● What the task requires
Using the data below, gather each line that includes the word "their".
[Input data]
//! JSON export and import of scenes.
//!
//! The document format is `{ "elements": [Element, ...] }`. Import ignores incoming ids,
//! assigns fresh ones and appends the elements on top of the paint order, keeping their
//! relative order.

use crate::elements::{Element, ElementDraft, ElementId, ElementKind, Geometry};
use crate::scene::{Scene, SceneStore};
use serde::{Deserialize, Serialize};
use thiserror::Error;

/// Export/import errors. The scene is never modified when one is returned.
#[derive(Debug, Error)]
pub enum ExchangeError {
    #[error("Invalid scene document: {0}")]
    Parse(#[from] serde_json::Error),
    #[error("Invalid element at index {index}: {reason}")]
    InvalidElement { index: usize, reason: String },
}

pub type ExchangeResult<T> = Result<T, ExchangeError>;

/// Exported document.
#[derive(Debug, Clone, Serialize)]
pub struct ExportDocument {
    pub elements: Vec<Element>,
}

/// Element as read from a document. Ids and selection state are ignored.
#[derive(Debug, Deserialize)]
#[serde(rename_all = "camelCase")]
struct ImportedElement {
    #[serde(flatten)]
    geometry: Geometry,
    #[serde(default)]
    z_index: Option<u64>,
    kind: ElementKind,
}

#[derive(Debug, Deserialize)]
struct ImportDocument {
    elements: Vec<ImportedElement>,
}

/// Serialize the scene's elements in paint order, without transient flags.
pub fn export_json(scene: &Scene) -> ExchangeResult<String> {
    let document = ExportDocument {
        elements: scene.elements().iter().map(Element::persisted).collect(),
    };
    Ok(serde_json::to_string_pretty(&document)?)
}

/// Parse and validate a document into drafts, ordered by their stored z-index.
pub fn parse_import(json: &str) -> ExchangeResult<Vec<ElementDraft>> {
    let document: ImportDocument = serde_json::from_str(json)?;

    let mut indexed = Vec::with_capacity(document.elements.len());
    for (index, element) in document.elements.into_iter().enumerate() {
        if !element.geometry.is_finite() {
            return Err(ExchangeError::InvalidElement {
                index,
                reason: "geometry is not finite".to_string(),
            });
        }
        if element.geometry.width <= 0.0 || element.geometry.height <= 0.0 {
            return Err(ExchangeError::InvalidElement {
                index,
                reason: "size must be positive".to_string(),
            });
        }
        // Elements without a z-index keep their document position.
        let order = element.z_index.unwrap_or(index as u64);
        indexed.push((order, ElementDraft::new(element.geometry, element.kind)));
    }
    indexed.sort_by_key(|(order, _)| *order);

    Ok(indexed.into_iter().map(|(_, draft)| draft).collect())
}

/// Import a document into the store. The imported elements become the selection.
pub fn import_json(store: &mut SceneStore, json: &str) -> ExchangeResult<Vec<ElementId>> {
    let drafts = parse_import(json)?;
    let ids = store.add_elements(drafts);
    log::info!("Imported {} element(s)", ids.len());
    Ok(ids)
}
[/Input data]
● Task response
//! assigns fresh ones and appends the elements on top of the paint order, keeping their
/// Parse and validate a document into drafts, ordered by their stored z-index.
        // Elements without a z-index keep their document position.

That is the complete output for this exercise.